Stored data:
****************************************

//! Command-line driver for layer visibility and override management.

pub mod cli;
pub mod commands;
pub mod logging;
pub mod settings;
pub mod summary;
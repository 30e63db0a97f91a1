//! Building the canonical hierarchy from the target.

use cad_model::{Container, ExternalId, Hierarchy, OverrideSet, SubItem, ViewId, normalize_name};

use crate::error::Result;
use crate::resolver::effective_overrides;
use crate::target::{RenderTarget, effective_view};

/// Enumerates the containers of `view` with their current visibility and
/// effective overrides, read through the view's template.
///
/// Sub-items with blank names, or whose names collide with an earlier
/// sibling after normalization, are dropped. Per-object read failures fall
/// back to visible with no overrides.
pub fn collect_hierarchy<T: RenderTarget + ?Sized>(target: &T, view: ViewId) -> Result<Hierarchy> {
    let infos = target.enumerate_entities(view)?;
    let read_view = effective_view(target, view)?;

    let mut containers = Vec::with_capacity(infos.len());
    for info in infos {
        let mut container = Container::new(info.id, &info.name);
        container.visible = read_visible(target, read_view, info.id);
        let (overrides, halftone) = read_overrides(target, read_view, info.id);
        container.overrides = overrides;
        container.halftone = halftone;

        for sub in info.sub_items {
            if normalize_name(&sub.name).trim().is_empty() {
                continue;
            }
            let mut sub_item = SubItem::new(sub.id, &sub.name);
            sub_item.visible = read_visible(target, read_view, sub.id);
            sub_item.overrides = read_overrides(target, read_view, sub.id).0;
            if !container.push_sub_item(sub_item) {
                tracing::debug!(container = %container.name, sub_item = %sub.name, "dropping duplicate sub-item");
            }
        }
        containers.push(container);
    }

    let hierarchy = Hierarchy::new(containers);
    tracing::debug!(view = %view, containers = hierarchy.len(), "Collected hierarchy");
    Ok(hierarchy)
}

fn read_visible<T: RenderTarget + ?Sized>(target: &T, view: ViewId, id: ExternalId) -> bool {
    match target.is_hidden(view, id) {
        Ok(hidden) => !hidden,
        Err(e) => {
            tracing::debug!(id = %id, error = %e, "visibility unreadable, assuming visible");
            true
        }
    }
}

fn read_overrides<T: RenderTarget + ?Sized>(
    target: &T,
    view: ViewId,
    id: ExternalId,
) -> (OverrideSet, bool) {
    match target.get_overrides(view, id) {
        Ok(record) => (effective_overrides(target, &record), record.halftone),
        Err(e) => {
            tracing::debug!(id = %id, error = %e, "overrides unreadable, assuming none");
            (OverrideSet::default(), false)
        }
    }
}
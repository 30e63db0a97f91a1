//! File I/O: saving, loading, and locating record folders.

mod load;
mod matching;
mod save;

pub use load::{LoadSummary, load_hierarchy};
pub use matching::{find_matching_folder, folder_matches};
pub use save::{SaveSummary, save_hierarchy};
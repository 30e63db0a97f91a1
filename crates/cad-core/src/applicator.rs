//! Writing visibility and overrides back to the target.
//!
//! Every record is built from an empty [`OverrideRecord`] so that a field
//! absent from the desired state clears whatever the target held before.

use cad_model::{EntityKey, EntityKind, EntityRef, ExternalId, OverrideRecord, OverrideSet, ViewId};

use crate::error::{CoreError, Result, TargetError};
use crate::target::{RenderTarget, effective_view};
use crate::transaction::in_transaction;

/// Desired end state of one entity.
#[derive(Debug, Clone, PartialEq, Eq)]
pub struct ApplyItem {
    pub key: EntityKey,
    pub visible: bool,
    pub overrides: OverrideSet,
    /// Ignored for sub-items.
    pub halftone: bool,
}

impl ApplyItem {
    /// The entity's current in-memory state.
    pub fn from_entity(entity: EntityRef<'_>) -> Self {
        Self {
            key: entity.key(),
            visible: entity.visible(),
            overrides: entity.overrides().clone(),
            halftone: entity.halftone(),
        }
    }
}

/// An entity the batch left alone.
#[derive(Debug, Clone, PartialEq, Eq)]
pub struct SkippedEntity {
    pub key: EntityKey,
    pub reason: TargetError,
}

#[derive(Debug, Clone, PartialEq, Eq)]
pub struct ApplyReport {
    /// The view that was written: the requested view or its template.
    pub written_view: ViewId,
    pub applied: Vec<EntityKey>,
    pub skipped: Vec<SkippedEntity>,
    /// Pattern names that did not resolve and were written as "no pattern".
    pub unresolved_patterns: Vec<String>,
}

impl ApplyReport {
    pub fn was_applied(&self, key: EntityKey) -> bool {
        self.applied.contains(&key)
    }
}

/// Builds the record for a desired state from scratch.
///
/// Returns the record and the pattern name that failed to resolve, if any.
pub fn build_record<T: RenderTarget + ?Sized>(
    target: &T,
    desired: &OverrideSet,
    halftone: bool,
) -> (OverrideRecord, Option<String>) {
    let mut record = OverrideRecord::default().with_halftone(halftone);
    if let Some(color) = desired.color {
        record = record.with_color(color);
    }
    if let Some(weight) = desired.line_weight {
        record = record.with_weight(weight);
    }
    let mut unresolved = None;
    if let Some(name) = &desired.line_pattern {
        match target.find_pattern_id_by_name(name) {
            Some(id) => record = record.with_pattern(id),
            None => unresolved = Some(name.clone()),
        }
    }
    (record, unresolved)
}

/// Applies `items` to `view` (or its template) in one transaction.
///
/// Locked or missing objects are skipped; any other failure rolls the whole
/// batch back and is returned as [`CoreError::BatchFailed`].
pub fn apply_batch<T: RenderTarget + ?Sized>(
    target: &mut T,
    view: ViewId,
    items: &[ApplyItem],
) -> Result<ApplyReport> {
    let span = tracing::info_span!("apply_batch", view = %view, items = items.len());
    let _guard = span.enter();

    let written_view = effective_view(target, view)?;
    if written_view != view {
        tracing::debug!(template = %written_view, "writing to view template");
    }

    let result = in_transaction(target, "Apply layer settings", |target| {
        let mut report = ApplyReport {
            written_view,
            applied: Vec::with_capacity(items.len()),
            skipped: Vec::new(),
            unresolved_patterns: Vec::new(),
        };
        for item in items {
            let halftone = item.key.kind() == EntityKind::Container && item.halftone;
            let (record, unresolved) = build_record(target, &item.overrides, halftone);
            if let Some(name) = unresolved
                && !report.unresolved_patterns.contains(&name)
            {
                tracing::warn!(pattern = %name, "line pattern not found, writing no pattern");
                report.unresolved_patterns.push(name);
            }

            match write_state(target, written_view, item.key.id(), !item.visible, &record) {
                Ok(()) => report.applied.push(item.key),
                Err(e) if e.is_recoverable() => {
                    tracing::debug!(entity = %item.key, error = %e, "skipping entity");
                    report.skipped.push(SkippedEntity {
                        key: item.key,
                        reason: e,
                    });
                }
                Err(e) => {
                    return Err(CoreError::BatchFailed {
                        operation: "Apply layer settings",
                        source: e,
                    });
                }
            }
        }
        Ok(report)
    });

    match &result {
        Ok(report) => tracing::info!(
            applied = report.applied.len(),
            skipped = report.skipped.len(),
            "Applied layer settings"
        ),
        Err(e) => tracing::error!(error = %e, "Applying layer settings failed"),
    }
    result
}

/// Writes the hidden flag and override record of `id`. When the record is
/// rejected as locked or missing, the previous hidden flag is put back so a
/// skipped entity is left as it was.
pub(crate) fn write_state<T: RenderTarget + ?Sized>(
    target: &mut T,
    view: ViewId,
    id: ExternalId,
    hidden: bool,
    record: &OverrideRecord,
) -> std::result::Result<(), TargetError> {
    let previous = target.is_hidden(view, id)?;
    target.set_hidden(view, id, hidden)?;
    match target.set_overrides(view, id, record) {
        Err(e) if e.is_recoverable() && previous != hidden => {
            target.set_hidden(view, id, previous)?;
            Err(e)
        }
        other => other,
    }
}
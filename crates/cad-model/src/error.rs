use thiserror::Error;

#[derive(Debug, Clone, PartialEq, Eq, Error)]
pub enum ModelError {
    #[error("invalid color '{0}': expected #RRGGBB")]
    InvalidColor(String),
    #[error("invalid line weight {0}: expected 1..=16 or -1 to clear")]
    InvalidLineWeight(i32),
    #[error("entity name must not be empty")]
    EmptyName,
}

pub type Result<T> = std::result::Result<T, ModelError>;
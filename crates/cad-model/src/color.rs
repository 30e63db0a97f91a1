use std::fmt;
use std::str::FromStr;

use crate::error::ModelError;

/// An explicit line color, persisted and displayed as `#RRGGBB`.
#[derive(Debug, Clone, Copy, PartialEq, Eq, Hash)]
pub struct Rgb {
    pub red: u8,
    pub green: u8,
    pub blue: u8,
}

impl Rgb {
    pub const fn new(red: u8, green: u8, blue: u8) -> Self {
        Self { red, green, blue }
    }

    /// Parses `#RRGGBB` (the leading `#` is optional).
    pub fn parse_hex(value: &str) -> Result<Self, ModelError> {
        let trimmed = value.trim();
        let hex = trimmed.strip_prefix('#').unwrap_or(trimmed);
        if hex.len() != 6 || !hex.bytes().all(|b| b.is_ascii_hexdigit()) {
            return Err(ModelError::InvalidColor(value.to_string()));
        }
        let channel = |range: std::ops::Range<usize>| {
            u8::from_str_radix(&hex[range], 16)
                .map_err(|_| ModelError::InvalidColor(value.to_string()))
        };
        Ok(Self {
            red: channel(0..2)?,
            green: channel(2..4)?,
            blue: channel(4..6)?,
        })
    }

    pub fn to_hex(self) -> String {
        format!("#{:02X}{:02X}{:02X}", self.red, self.green, self.blue)
    }

    pub fn is_black(self) -> bool {
        self.red == 0 && self.green == 0 && self.blue == 0
    }
}

impl FromStr for Rgb {
    type Err = ModelError;

    fn from_str(s: &str) -> Result<Self, Self::Err> {
        Self::parse_hex(s)
    }
}

impl fmt::Display for Rgb {
    fn fmt(&self, f: &mut fmt::Formatter<'_>) -> fmt::Result {
        f.write_str(&self.to_hex())
    }
}

impl serde::Serialize for Rgb {
    fn serialize<S: serde::Serializer>(&self, serializer: S) -> Result<S::Ok, S::Error> {
        serializer.serialize_str(&self.to_hex())
    }
}

impl<'de> serde::Deserialize<'de> for Rgb {
    fn deserialize<D: serde::Deserializer<'de>>(deserializer: D) -> Result<Self, D::Error> {
        let s = String::deserialize(deserializer)?;
        Self::parse_hex(&s).map_err(serde::de::Error::custom)
    }
}

#[cfg(test)]
mod tests {
    use super::*;

    #[test]
    fn parses_with_and_without_hash() {
        assert_eq!(Rgb::parse_hex("#FF8000").unwrap(), Rgb::new(255, 128, 0));
        assert_eq!(Rgb::parse_hex("ff8000").unwrap(), Rgb::new(255, 128, 0));
    }

    #[test]
    fn rejects_malformed_values() {
        for bad in ["", "#FFF", "#GG0000", "#FF00001", "red"] {
            assert!(Rgb::parse_hex(bad).is_err(), "{bad} should not parse");
        }
    }

    #[test]
    fn formats_uppercase() {
        assert_eq!(Rgb::new(0x0a, 0xbc, 0xde).to_hex(), "#0ABCDE");
    }
}
//! Error types for target access and batch operations.

use cad_model::{EntityKey, ExternalId, ModelError, ViewId};
use cad_store::StoreError;
use thiserror::Error;

/// Failure reported by the rendering target.
#[derive(Debug, Clone, PartialEq, Eq, Error)]
pub enum TargetError {
    #[error("object {id} is locked")]
    Locked { id: ExternalId },

    #[error("object {id} does not exist")]
    NotFound { id: ExternalId },

    #[error("view {view} does not exist")]
    ViewNotFound { view: ViewId },

    #[error("a transaction is already open")]
    TransactionActive,

    #[error("no transaction is open")]
    NoTransaction,

    #[error("{0}")]
    Failed(String),
}

impl TargetError {
    /// Whether the failure concerns a single object only, so a batch can
    /// skip that object and carry on.
    pub fn is_recoverable(&self) -> bool {
        matches!(self, Self::Locked { .. } | Self::NotFound { .. })
    }
}

pub type TargetResult<T> = std::result::Result<T, TargetError>;

#[derive(Debug, Error)]
pub enum CoreError {
    #[error(transparent)]
    Target(#[from] TargetError),

    /// A batch hit a non-recoverable failure; nothing it wrote was kept.
    #[error("'{operation}' failed and was rolled back")]
    BatchFailed {
        operation: &'static str,
        #[source]
        source: TargetError,
    },

    #[error(transparent)]
    Store(#[from] StoreError),

    #[error(transparent)]
    Model(#[from] ModelError),

    #[error("{0} is not part of the hierarchy")]
    UnknownEntity(EntityKey),
}

impl CoreError {
    pub fn user_message(&self) -> String {
        match self {
            Self::Target(e) => format!("The drawing could not be read: {e}."),
            Self::BatchFailed { operation, source } => {
                format!("{operation} failed ({source}). No changes were made.")
            }
            Self::Store(e) => e.user_message(),
            Self::Model(e) => format!("Invalid value: {e}."),
            Self::UnknownEntity(key) => format!("The {} is no longer loaded.", key.kind()),
        }
    }

    pub fn suggestion(&self) -> Option<String> {
        match self {
            Self::Target(_) | Self::UnknownEntity(_) => {
                Some("Refresh the layer list and try again.".into())
            }
            Self::BatchFailed { .. } => Some("Check that the view is editable and try again.".into()),
            Self::Store(e) => e.suggestion(),
            Self::Model(_) => None,
        }
    }
}

pub type Result<T> = std::result::Result<T, CoreError>;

****************************************

- **What the task requires**:
Verbatim output is expected for the lines from the start of the data to the line in which "let read_view = effective_view(target, view)?;" appears, both included.

- **Exercise output**:
//! Command-line driver for layer visibility and override management.

pub mod cli;
pub mod commands;
pub mod logging;
pub mod settings;
pub mod summary;
repository 30e63db0a97f91a1
//! Building the canonical hierarchy from the target.

use cad_model::{Container, ExternalId, Hierarchy, OverrideSet, SubItem, ViewId, normalize_name};

use crate::error::Result;
use crate::resolver::effective_overrides;
use crate::target::{RenderTarget, effective_view};

/// Enumerates the containers of `view` with their current visibility and
/// effective overrides, read through the view's template.
///
/// Sub-items with blank names, or whose names collide with an earlier
/// sibling after normalization, are dropped. Per-object read failures fall
/// back to visible with no overrides.
pub fn collect_hierarchy<T: RenderTarget + ?Sized>(target: &T, view: ViewId) -> Result<Hierarchy> {
    let infos = target.enumerate_entities(view)?;
    let read_view = effective_view(target, view)?;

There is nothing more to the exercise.